// Purpose: Drive repeated renders from outside the synthesis core

pub mod scheduler;

pub use scheduler::{interval_for_bpm, Scheduler, SchedulerHandle};
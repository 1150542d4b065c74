//! TOML presets for [`KickParams`].
//!
//! A preset mirrors the parameter struct; any missing field takes its
//! default, so a file holding only `[envelope] decay = 0.4` is valid.

use std::{fs, path::Path};

use tracing::info;

use crate::{synth::params::KickParams, KickError};

pub fn parse_preset(text: &str) -> Result<KickParams, KickError> {
    Ok(toml::from_str(text)?)
}

pub fn to_toml_string(params: &KickParams) -> Result<String, KickError> {
    Ok(toml::to_string_pretty(params)?)
}

pub fn load_preset(path: impl AsRef<Path>) -> Result<KickParams, KickError> {
    let path = path.as_ref();
    let params = parse_preset(&fs::read_to_string(path)?)?;
    info!(path = %path.display(), "loaded preset");
    Ok(params)
}

pub fn save_preset(path: impl AsRef<Path>, params: &KickParams) -> Result<(), KickError> {
    let path = path.as_ref();
    fs::write(path, to_toml_string(params)?)?;
    info!(path = %path.display(), "saved preset");
    Ok(())
}
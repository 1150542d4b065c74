#[cfg(feature = "serde")]
use serde::{Deserialize, Serialize};
use std::{f64::consts::TAU, fmt, str::FromStr};

/*
Kick Oscillator
===============

The oscillator is evaluated directly from the time axis instead of carrying
a running phase. For sample i at time t = i / sample_rate the phase, in
cycles, is simply `freq * t`, so every sample is independent of the previous
one and a render is reproducible bit for bit.

Waveforms (phase p = freq * t):

  Sine       sin(2π p)
  Square     sign(sin(2π p))            sign(0) = 0
  Triangle   2 |2 (p - floor(p + ½))| - 1
  Sawtooth   2 (p - floor(p + ½))

  Sine      ╭─╮   ╭─╮      Square   ┌──┐  ┌──┐
           ╯   ╰─╯   ╰              ┘  └──┘  └

  Triangle  ╲  ╱╲  ╱       Sawtooth   ╱│ ╱│ ╱
             ╲╱  ╲╱                  ╱ │╱ │╱

Triangle and sawtooth are centred on the nearest integer cycle, which puts
the sawtooth zero crossing at p = 0 and the triangle trough there as well
(a kick rendered with a triangle starts at -1 before the envelope is
applied).

The time axis and the phase math are f64; only the output sample is narrowed
to f32.
*/

/// Oscillator waveform shape.
#[cfg_attr(feature = "serde", derive(Serialize, Deserialize))]
#[cfg_attr(feature = "serde", serde(rename_all = "lowercase"))]
#[derive(Debug, Clone, Copy, PartialEq, Eq, Default)]
pub enum Waveform {
    #[default]
    Sine,
    Square,
    Triangle,
    Sawtooth,
}

impl Waveform {
    pub const ALL: [Waveform; 4] = [
        Waveform::Sine,
        Waveform::Square,
        Waveform::Triangle,
        Waveform::Sawtooth,
    ];

    /// Evaluate the waveform at `cycles` (frequency times time).
    #[inline]
    pub fn sample_at(self, cycles: f64) -> f64 {
        match self {
            Waveform::Sine => (TAU * cycles).sin(),
            Waveform::Square => sign((TAU * cycles).sin()),
            Waveform::Triangle => 2.0 * (2.0 * centred_fraction(cycles)).abs() - 1.0,
            Waveform::Sawtooth => 2.0 * centred_fraction(cycles),
        }
    }

    /// One unit period sampled at `points` evenly spaced positions in `[0, 1)`.
    ///
    /// Used for the waveform thumbnail in the front-end.
    pub fn preview(self, points: usize) -> Vec<f32> {
        (0..points)
            .map(|i| self.sample_at(i as f64 / points as f64) as f32)
            .collect()
    }

    /// The next waveform in [`Waveform::ALL`], wrapping around.
    pub fn next(self) -> Self {
        let index = Self::ALL.iter().position(|w| *w == self).unwrap_or(0);
        Self::ALL[(index + 1) % Self::ALL.len()]
    }

    pub fn name(self) -> &'static str {
        match self {
            Waveform::Sine => "sine",
            Waveform::Square => "square",
            Waveform::Triangle => "triangle",
            Waveform::Sawtooth => "sawtooth",
        }
    }
}

impl fmt::Display for Waveform {
    fn fmt(&self, f: &mut fmt::Formatter<'_>) -> fmt::Result {
        f.write_str(self.name())
    }
}

#[derive(Debug, Clone, PartialEq, Eq, thiserror::Error)]
#[error("unknown waveform `{0}` (expected sine, square, triangle or sawtooth)")]
pub struct UnknownWaveform(pub String);

impl FromStr for Waveform {
    type Err = UnknownWaveform;

    fn from_str(s: &str) -> Result<Self, Self::Err> {
        match s.trim().to_ascii_lowercase().as_str() {
            "sine" | "sin" => Ok(Waveform::Sine),
            "square" | "sqr" => Ok(Waveform::Square),
            "triangle" | "tri" => Ok(Waveform::Triangle),
            "sawtooth" | "saw" => Ok(Waveform::Sawtooth),
            _ => Err(UnknownWaveform(s.to_string())),
        }
    }
}

/// `x - round_half_up(x)`, in `[-0.5, 0.5)`.
#[inline]
fn centred_fraction(x: f64) -> f64 {
    x - (x + 0.5).floor()
}

/// Sign with `sign(±0) = 0`; NaN passes through. `f64::signum` maps zero to ±1.
#[inline]
fn sign(x: f64) -> f64 {
    if x > 0.0 {
        1.0
    } else if x < 0.0 {
        -1.0
    } else {
        x
    }
}

/// A fixed-frequency oscillator evaluated over a time axis.
#[derive(Debug, Clone, Copy)]
pub struct OscillatorBlock {
    pub waveform: Waveform,
    /// Hz. Not validated; negative or non-finite values render as-is.
    pub frequency: f32,
}

impl OscillatorBlock {
    pub fn new(waveform: Waveform, frequency: f32) -> Self {
        Self {
            waveform,
            frequency,
        }
    }

    /// Write one sample per entry of `time` (seconds) into `out`.
    ///
    /// Only `min(time.len(), out.len())` samples are written.
    pub fn render(&self, time: &[f64], out: &mut [f32]) {
        let freq = self.frequency as f64;
        for (sample, &t) in out.iter_mut().zip(time) {
            *sample = self.waveform.sample_at(freq * t) as f32;
        }
    }

    /// Allocate and render a buffer the length of `time`.
    pub fn render_vec(&self, time: &[f64]) -> Vec<f32> {
        let mut out = vec![0.0; time.len()];
        self.render(time, &mut out);
        out
    }
}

Exercise goal –
Whenever the string "cycles" appears on a line of the material, that line counts; report the count and nothing else.

Expected answer –
7